- POSTED: 25 Jun 2014 09:54
- UPDATED: 25 Jun 2014 23:31
Marketplace will serve as a "fully transparent price discovery mechanism for gold in Asia", says Singapore Exchange.
SINGAPORE: The world’s first exchange-traded, wholesale kilo gold contract will be created for the trade, clearing and physical delivery of the precious metal in Singapore, Minister for Trade and Industry Lim Hng Kiang announced on Wednesday (June 25).
Speaking at the LBMA Market Forum at Marina Bay Sands Convention Centre, Mr Lim said the contract is expected to launch on the Singapore Exchange (SGX) this September.
"What the bullion industry needs most is a vibrant and robust marketplace within the heart of Asia," he said, noting that the continent accounts for more than 60 per cent of global gold demand.
"This is a timely development given the increased requirements for reference prices to be transparent. With the SGX as the independent matching and clearing entity, this physically-settled contract will create a more transparent and efficient marketplace for kilo bar trades. The exchange will also act as a centralised clearing house to reduce settlement risk among multiple counterparties."

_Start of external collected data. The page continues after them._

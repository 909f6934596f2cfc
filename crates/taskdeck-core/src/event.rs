use serde::{Deserialize, Serialize};

use crate::status::SystemStatus;
use crate::task::Task;

/// Events pushed to dashboard subscribers.
///
/// Serialized as `{"type": "...", "data": ...}`.
#[derive(Debug, Clone, PartialEq, Serialize, Deserialize)]
#[serde(tag = "type", content = "data", rename_all = "snake_case")]
pub enum DashboardEvent {
    /// Full status aggregate.
    SystemStatus(SystemStatus),
    /// A single task changed.
    TaskUpdate(Task),
    /// The whole task list, sent to new subscribers.
    TasksUpdate { tasks: Vec<Task> },
    /// Ephemeral, human-readable message. Never replayed.
    Notification(Notification),
    /// Reply to a client ping.
    Pong,
}

#[derive(Debug, Clone, Copy, PartialEq, Eq, Serialize, Deserialize)]
#[serde(rename_all = "snake_case")]
pub enum NotificationLevel {
    Info,
    Success,
    Warning,
    Error,
}

#[derive(Debug, Clone, PartialEq, Eq, Serialize, Deserialize)]
pub struct Notification {
    #[serde(rename = "type")]
    pub level: NotificationLevel,
    pub title: String,
    pub message: String,
}

impl Notification {
    pub fn new(level: NotificationLevel, title: impl Into<String>, message: impl Into<String>) -> Self {
        Self {
            level,
            title: title.into(),
            message: message.into(),
        }
    }

    pub fn success(title: impl Into<String>, message: impl Into<String>) -> Self {
        Self::new(NotificationLevel::Success, title, message)
    }

    pub fn error(title: impl Into<String>, message: impl Into<String>) -> Self {
        Self::new(NotificationLevel::Error, title, message)
    }

    pub fn warning(title: impl Into<String>, message: impl Into<String>) -> Self {
        Self::new(NotificationLevel::Warning, title, message)
    }
}
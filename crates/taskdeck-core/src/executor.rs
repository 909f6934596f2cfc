//! Remote executor interface.
//!
//! The remote executor performs a device-level instruction against a remote
//! actuator and reports whether it succeeded. Implementations live outside the
//! core crate (SSH, dry-run, test doubles).

use async_trait::async_trait;

use crate::error::Result;
use crate::intent::DeviceInstruction;

/// Outcome reported by a remote executor that ran to completion.
#[derive(Debug, Clone, PartialEq, Eq)]
pub enum ExecutionOutcome {
    Succeeded,
    Failed { reason: String },
}

impl ExecutionOutcome {
    pub fn failed(reason: impl Into<String>) -> Self {
        Self::Failed {
            reason: reason.into(),
        }
    }

    pub fn is_success(&self) -> bool {
        matches!(self, Self::Succeeded)
    }
}

/// Performs device-level instructions on a remote actuator.
///
/// # Implementation Notes
///
/// - `Ok(ExecutionOutcome::Failed { .. })` means the actuator ran and reported
///   failure; `Err(_)` means the executor itself could not complete the call
///   (spawn error, timeout, ...). Both end the task as failed.
/// - The returned future may be dropped when a task is cancelled, so
///   implementations should release external resources on drop.
#[async_trait]
pub trait RemoteExecutor: Send + Sync {
    /// Runs one instruction.
    async fn execute(&self, instruction: DeviceInstruction) -> Result<ExecutionOutcome>;

    /// Short name used in logs.
    fn name(&self) -> &str;
}
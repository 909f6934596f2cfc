//! Keyword-based command interpreter.
//!
//! Maps free text to an [`Intent`]. Triggers are matched as case-insensitive
//! substrings and evaluated in a fixed precedence order; the first kind whose
//! keyword appears wins.

use once_cell::sync::Lazy;
use regex::Regex;

use super::model::{Intent, IntentKind, ScrollDirection};

pub const CLICK_CONFIDENCE: f32 = 0.9;
pub const TYPE_CONFIDENCE: f32 = 0.85;
pub const NAVIGATE_CONFIDENCE: f32 = 0.8;
pub const SEARCH_CONFIDENCE: f32 = 0.8;
pub const SCROLL_CONFIDENCE: f32 = 0.75;
pub const UNKNOWN_CONFIDENCE: f32 = 0.5;

const UNKNOWN_TARGET: &str = "unknown target";

const CLICK_WORDS: &[&str] = &["click", "press", "tap"];
const TYPE_WORDS: &[&str] = &["type", "enter", "write", "input"];
const NAVIGATE_WORDS: &[&str] = &["navigate", "go", "open", "visit"];
const SEARCH_WORDS: &[&str] = &["search", "find", "look"];
const SCROLL_WORDS: &[&str] = &["scroll", "move"];

static QUOTED: Lazy<Regex> = Lazy::new(|| Regex::new(r#""([^"]*)""#).expect("valid regex"));

// Keyword triggers ignore case; the phrase patterns below do not.
static TARGET_PHRASE: Lazy<Regex> = Lazy::new(|| {
    Regex::new(r"(?:on\s+the\s+|the\s+)([a-zA-Z\s]+?)(?:\s+button|\s+field|\s+menu|$)")
        .expect("valid regex")
});

static TYPE_PHRASE: Lazy<Regex> = Lazy::new(|| {
    Regex::new(r"type\s+(?:in\s+)?([a-zA-Z0-9\s@._-]+)").expect("valid regex")
});

static SEARCH_PHRASE: Lazy<Regex> = Lazy::new(|| {
    Regex::new(r"(?:search\s+for|find|look\s+for)\s+(.+)").expect("valid regex")
});

/// Interprets a free-text command. Never fails: text without a recognizable
/// keyword yields an `unknown` intent carrying the original text.
pub fn parse(text: &str) -> Intent {
    let lower = text.to_lowercase();
    let has_any = |words: &[&str]| words.iter().any(|w| lower.contains(w));

    if has_any(CLICK_WORDS) {
        Intent::new(
            IntentKind::Click {
                target: extract_target(text),
            },
            CLICK_CONFIDENCE,
        )
    } else if has_any(TYPE_WORDS) {
        Intent::new(
            IntentKind::Type {
                text: extract_text(text),
                target: extract_target(text),
            },
            TYPE_CONFIDENCE,
        )
    } else if has_any(NAVIGATE_WORDS) {
        Intent::new(
            IntentKind::Navigate {
                target: extract_target(text),
            },
            NAVIGATE_CONFIDENCE,
        )
    } else if has_any(SEARCH_WORDS) {
        Intent::new(
            IntentKind::Search {
                query: extract_query(text),
            },
            SEARCH_CONFIDENCE,
        )
    } else if has_any(SCROLL_WORDS) {
        Intent::new(
            IntentKind::Scroll {
                direction: extract_direction(&lower),
            },
            SCROLL_CONFIDENCE,
        )
    } else {
        Intent::new(
            IntentKind::Unknown {
                original_command: text.to_string(),
            },
            UNKNOWN_CONFIDENCE,
        )
    }
}

fn quoted(text: &str) -> Option<String> {
    QUOTED.captures(text).map(|c| c[1].to_string())
}

fn extract_target(text: &str) -> String {
    if let Some(q) = quoted(text) {
        return q;
    }
    TARGET_PHRASE
        .captures(text)
        .map(|c| c[1].trim().to_string())
        .filter(|t| !t.is_empty())
        .unwrap_or_else(|| UNKNOWN_TARGET.to_string())
}

fn extract_text(text: &str) -> String {
    if let Some(q) = quoted(text) {
        return q;
    }
    TYPE_PHRASE
        .captures(text)
        .map(|c| c[1].trim().to_string())
        .unwrap_or_default()
}

fn extract_query(text: &str) -> String {
    SEARCH_PHRASE
        .captures(text)
        .map(|c| c[1].trim().to_string())
        .unwrap_or_default()
}

// up > down > left > right, regardless of position in the text
fn extract_direction(lower: &str) -> ScrollDirection {
    [
        ("up", ScrollDirection::Up),
        ("down", ScrollDirection::Down),
        ("left", ScrollDirection::Left),
        ("right", ScrollDirection::Right),
    ]
    .into_iter()
    .find(|(word, _)| lower.contains(word))
    .map(|(_, dir)| dir)
    .unwrap_or_default()
}
//! Command interpretation.
//!
//! - `model`: [`Intent`], [`IntentKind`] and the device-level [`DeviceInstruction`]
//! - `interpreter`: the keyword interpreter ([`parse`])

pub mod interpreter;
mod model;

pub use interpreter::parse;
pub use model::{DeviceInstruction, Intent, IntentKind, ScrollDirection};
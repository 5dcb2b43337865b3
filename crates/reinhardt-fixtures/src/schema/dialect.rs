//! SQL dialect identity and the statements that differ between backends.

use serde::{Deserialize, Serialize};

/// Relational backend a collaborator talks to.
#[derive(Debug, Clone, Copy, PartialEq, Eq, Hash, Serialize, Deserialize)]
pub enum Dialect {
	/// PostgreSQL.
	Postgres,
	/// MySQL and MariaDB.
	Mysql,
	/// SQLite.
	Sqlite,
	/// A backend this crate has no specific statements for.
	Unknown,
}

impl Dialect {
	/// Detects the dialect from a connection URL scheme.
	///
	/// # Examples
	///
	/// ```
	/// use reinhardt_fixtures::schema::Dialect;
	///
	/// assert_eq!(Dialect::from_url("postgres://localhost/app"), Dialect::Postgres);
	/// assert_eq!(Dialect::from_url("mariadb://localhost/app"), Dialect::Mysql);
	/// assert_eq!(Dialect::from_url("sqlite::memory:"), Dialect::Sqlite);
	/// assert_eq!(Dialect::from_url("mssql://localhost/app"), Dialect::Unknown);
	/// ```
	pub fn from_url(url: &str) -> Self {
		let scheme = url
			.split_once(':')
			.map(|(scheme, _)| scheme)
			.unwrap_or_default()
			.to_ascii_lowercase();

		match scheme.as_str() {
			"postgres" | "postgresql" => Dialect::Postgres,
			"mysql" | "mariadb" => Dialect::Mysql,
			"sqlite" => Dialect::Sqlite,
			_ => Dialect::Unknown,
		}
	}

	/// Quotes an identifier, doubling any embedded quote character.
	pub fn quote_identifier(&self, name: &str) -> String {
		match self {
			Dialect::Mysql => format!("`{}`", name.replace('`', "``")),
			Dialect::Postgres | Dialect::Sqlite => format!("\"{}\"", name.replace('"', "\"\"")),
			Dialect::Unknown => name.to_string(),
		}
	}

	/// Positional parameter placeholder, `index` starting at 1.
	pub fn placeholder(&self, index: usize) -> String {
		match self {
			Dialect::Postgres => format!("${}", index),
			_ => "?".to_string(),
		}
	}

	/// Statement that removes every row of `table`.
	pub fn clear_table_statement(&self, table: &str) -> String {
		let quoted = self.quote_identifier(table);
		match self {
			// CASCADE keeps the statement valid while referencing tables still hold rows.
			Dialect::Postgres => format!("TRUNCATE TABLE {} CASCADE", quoted),
			Dialect::Mysql => format!("TRUNCATE TABLE {}", quoted),
			Dialect::Sqlite | Dialect::Unknown => format!("DELETE FROM {}", quoted),
		}
	}

	/// Statement that restarts the auto-increment counter of `table`.
	///
	/// Returns `None` when the dialect has no known counter syntax.
	pub fn reset_counter_statement(&self, table: &str) -> Option<String> {
		match self {
			Dialect::Postgres => Some(format!(
				"ALTER SEQUENCE {} RESTART WITH 1",
				self.quote_identifier(&format!("{}_id_seq", table))
			)),
			Dialect::Mysql => Some(format!(
				"ALTER TABLE {} AUTO_INCREMENT = 1",
				self.quote_identifier(table)
			)),
			Dialect::Sqlite => Some(format!(
				"DELETE FROM sqlite_sequence WHERE name = '{}'",
				table.replace('\'', "''")
			)),
			Dialect::Unknown => None,
		}
	}

	/// Statements that suspend and then restore foreign-key enforcement for
	/// the current session.
	///
	/// PostgreSQL clears with `CASCADE` and needs neither.
	pub fn foreign_key_toggle(&self) -> Option<(&'static str, &'static str)> {
		match self {
			Dialect::Mysql => Some(("SET FOREIGN_KEY_CHECKS = 0", "SET FOREIGN_KEY_CHECKS = 1")),
			Dialect::Sqlite => Some(("PRAGMA foreign_keys = OFF", "PRAGMA foreign_keys = ON")),
			Dialect::Postgres | Dialect::Unknown => None,
		}
	}

	/// Statement that postpones foreign-key checks until the open transaction
	/// commits.
	///
	/// SQLite ignores `PRAGMA foreign_keys` inside a transaction, so it needs
	/// this instead of [`foreign_key_toggle`](Self::foreign_key_toggle). The
	/// setting ends with the transaction.
	pub fn defer_foreign_keys_statement(&self) -> Option<&'static str> {
		match self {
			Dialect::Sqlite => Some("PRAGMA defer_foreign_keys = ON"),
			_ => None,
		}
	}

	/// Returns true if statements can be rendered for this dialect.
	pub fn is_supported(&self) -> bool {
		!matches!(self, Dialect::Unknown)
	}
}

impl std::fmt::Display for Dialect {
	fn fmt(&self, f: &mut std::fmt::Formatter<'_>) -> std::fmt::Result {
		let name = match self {
			Dialect::Postgres => "postgres",
			Dialect::Mysql => "mysql",
			Dialect::Sqlite => "sqlite",
			Dialect::Unknown => "unknown",
		};
		f.write_str(name)
	}
}
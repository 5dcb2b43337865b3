//! Error types for fixture loading.
//!
//! Every component returns the first error it meets and stops the remaining
//! work of that call. Nothing here retries and nothing terminates the process.

use thiserror::Error;

/// Errors that can occur while ordering, cleaning, or loading fixtures.
#[derive(Debug, Error)]
pub enum SeedingError {
	/// No fixture with the given name is configured on the loader.
	#[error("Fixture not found: {0}")]
	FixtureNotFound(String),

	/// The foreign-key graph of the tables to clear contains a cycle.
	#[error("Cyclic dependency detected between tables: {}", tables.join(", "))]
	CyclicDependency {
		/// Tables that could not be ordered.
		tables: Vec<String>,
	},

	/// Fixtures require each other in a loop.
	#[error("Cyclic fixture dependency: {}", path.join(" -> "))]
	CyclicFixtureDependency {
		/// Fixture names along the cycle, first and last entries are equal.
		path: Vec<String>,
	},

	/// A statement issued for a table failed.
	#[error("Statement failed for table {table}: {source}")]
	StatementExecution {
		/// Table the statement targeted.
		table: String,
		/// Underlying executor failure.
		#[source]
		source: Box<SeedingError>,
	},

	/// A fixture returned an error while loading.
	#[error("Loading fixture {fixture} failed: {source}")]
	FixtureFailed {
		/// Name of the failing fixture.
		fixture: String,
		/// Error returned by the fixture.
		#[source]
		source: Box<SeedingError>,
	},

	/// Reference lookup miss on the reference store.
	#[error("Reference not found: {0}")]
	ReferenceNotFound(String),

	/// A reference exists but holds a value of another type.
	#[error("Reference {id} does not hold a value of type {expected}")]
	ReferenceTypeMismatch {
		/// Reference identifier.
		id: String,
		/// Requested type name.
		expected: &'static str,
	},

	/// Database operation failed.
	#[error("Database error: {0}")]
	DatabaseError(String),

	/// Error reported by the sqlx driver.
	#[cfg(feature = "sqlx-backend")]
	#[error("SQL error: {0}")]
	Sqlx(#[from] sqlx::Error),

	/// Validation failed for a specific field.
	#[error("Validation error: {field}: {message}")]
	ValidationError {
		/// Field that failed validation.
		field: String,
		/// Validation error message.
		message: String,
	},

	/// Transaction error.
	#[error("Transaction error: {0}")]
	TransactionError(String),

	/// The run was cancelled through its cancellation token.
	#[error("Fixture loading was cancelled")]
	Cancelled,
}

impl SeedingError {
	/// Wraps an executor error with the table it was issued for.
	pub fn statement(table: impl Into<String>, source: SeedingError) -> Self {
		SeedingError::StatementExecution {
			table: table.into(),
			source: Box::new(source),
		}
	}

	/// Wraps a fixture error with the fixture name.
	pub fn fixture(fixture: impl Into<String>, source: SeedingError) -> Self {
		SeedingError::FixtureFailed {
			fixture: fixture.into(),
			source: Box::new(source),
		}
	}
}

/// Result type alias for seeding operations.
pub type SeedingResult<T> = Result<T, SeedingError>;

#[cfg(test)]
mod tests {
	use super::*;
	use rstest::rstest;
	use std::error::Error as _;

	#[rstest]
	fn test_fixture_not_found_error() {
		let error = SeedingError::FixtureNotFound("users".to_string());
		assert_eq!(error.to_string(), "Fixture not found: users");
	}

	#[rstest]
	fn test_cyclic_dependency_lists_tables() {
		let error = SeedingError::CyclicDependency {
			tables: vec!["orders".to_string(), "payments".to_string()],
		};
		assert_eq!(
			error.to_string(),
			"Cyclic dependency detected between tables: orders, payments"
		);
	}

	#[rstest]
	fn test_cyclic_fixture_dependency_shows_path() {
		let error = SeedingError::CyclicFixtureDependency {
			path: vec!["a".to_string(), "b".to_string(), "a".to_string()],
		};
		assert_eq!(error.to_string(), "Cyclic fixture dependency: a -> b -> a");
	}

	#[rstest]
	fn test_statement_error_keeps_source() {
		let error = SeedingError::statement(
			"orders",
			SeedingError::DatabaseError("permission denied".to_string()),
		);
		assert_eq!(
			error.to_string(),
			"Statement failed for table orders: Database error: permission denied"
		);
		let source = error.source().unwrap();
		assert_eq!(source.to_string(), "Database error: permission denied");
	}

	#[rstest]
	fn test_fixture_error_wraps_reference_miss() {
		let error = SeedingError::fixture(
			"orders",
			SeedingError::ReferenceNotFound("user:1".to_string()),
		);
		assert!(matches!(
			error,
			SeedingError::FixtureFailed { ref fixture, .. } if fixture == "orders"
		));
		assert_eq!(
			error.to_string(),
			"Loading fixture orders failed: Reference not found: user:1"
		);
	}
}
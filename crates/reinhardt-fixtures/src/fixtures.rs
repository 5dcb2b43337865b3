//! Fixtures and their loading.
//!
//! A fixture is a named unit of work that populates the database. A fixture
//! that needs rows created by other fixtures declares them through
//! [`Fixture::required_relations`]; the loader then runs every requirement
//! first, even when it was never registered on the loader itself.

pub mod loader;
pub mod progress;
pub mod resolver;

use std::sync::Arc;

use async_trait::async_trait;

use crate::error::SeedingResult;
use crate::references::LoadContext;
use crate::schema::SqlExecutor;

pub use loader::{FixtureLoader, LoadConfig, LoadResult};
pub use progress::{LoadProgress, ProgressBarReporter};
pub use resolver::FixtureResolver;

/// A named unit of test data.
///
/// # Examples
///
/// ```ignore
/// struct UserFixture;
///
/// #[async_trait]
/// impl Fixture for UserFixture {
///     fn name(&self) -> &str {
///         "users"
///     }
///
///     async fn load(&self, ctx: &LoadContext, db: &dyn SqlExecutor) -> SeedingResult<()> {
///         db.insert_rows("users", &[row([("id", 1.into()), ("name", "admin".into())])])
///             .await?;
///         ctx.set_reference("user:admin", 1_i64);
///         Ok(())
///     }
/// }
///
/// struct OrderFixture;
///
/// #[async_trait]
/// impl Fixture for OrderFixture {
///     fn name(&self) -> &str {
///         "orders"
///     }
///
///     fn required_relations(&self) -> Option<Vec<Arc<dyn Fixture>>> {
///         Some(vec![Arc::new(UserFixture)])
///     }
///
///     async fn load(&self, ctx: &LoadContext, db: &dyn SqlExecutor) -> SeedingResult<()> {
///         let user_id = ctx.reference::<i64>("user:admin")?;
///         db.insert_rows("orders", &[row([("user_id", (*user_id).into())])])
///             .await?;
///         Ok(())
///     }
/// }
/// ```
#[async_trait]
pub trait Fixture: Send + Sync {
	/// Name used for lookup and logging. Must be unique within a loader.
	fn name(&self) -> &str;

	/// Fixtures that must be loaded before this one.
	///
	/// `None` marks a fixture without dependency information. `Some` marks a
	/// dependent fixture, even when the list is empty.
	fn required_relations(&self) -> Option<Vec<Arc<dyn Fixture>>> {
		None
	}

	/// Writes the fixture's data through `db`.
	async fn load(&self, ctx: &LoadContext, db: &dyn SqlExecutor) -> SeedingResult<()>;
}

Echoing the sentiment, SGX President Muthukrishnan Ramaswami said in a statement published by Reuters that the move "will enable the trading and clearing of the Singapore kilobar gold contract and establish a fully transparent price discovery mechanism for gold in this region".
SGX said the contract will be the first wholesale 25 kilobar gold contract to be offered worldwide, and will consist of six daily contracts.
The World Gold Council, Singapore Bullion Market Association, SGX and four banks - JP Morgan, Scotia Bank, Standard Bank and Standard Chartered - are supporting the launch, Mr Lim said.
Singapore will continue to develop the physical and financial architecture for the gold market, the minister added.
"This is a wholesale, physical-settled exchange-traded contract for kilobar. It will satisfy the mid-tier, second-tier band, mid-tier bullion trader who want to have a source of kilobar at a price that they can see from the exchange. And then they can redistribute to their customer, or send it to jewellery manufacturer for them to make into jewellery," said Managing Director of the Far East/World Gold Council Albert Cheng.
Apart from architecture, gold benchmarks may also be created, so that trades need not be based on gold prices set elsewhere.
Said Chairman of the Singapore Bullion Market Association Ng Cheng Thye: "There is a need for the wholesale market to find a transparent pricing, as well as to be shared among the general communities here. Currently, what we see is that sticking to the retail price would mean so many failures in so many exchanges."
Four years ago, the Singapore Freeport was created for the storage and transit of valuable items. In October 2012, investment-grade gold, silver and platinum produced by accredited refiners were exempted from Goods and Services Tax. Later this week, Metalor of Switzerland will launch what will be the largest gold refinery in South-east Asia here.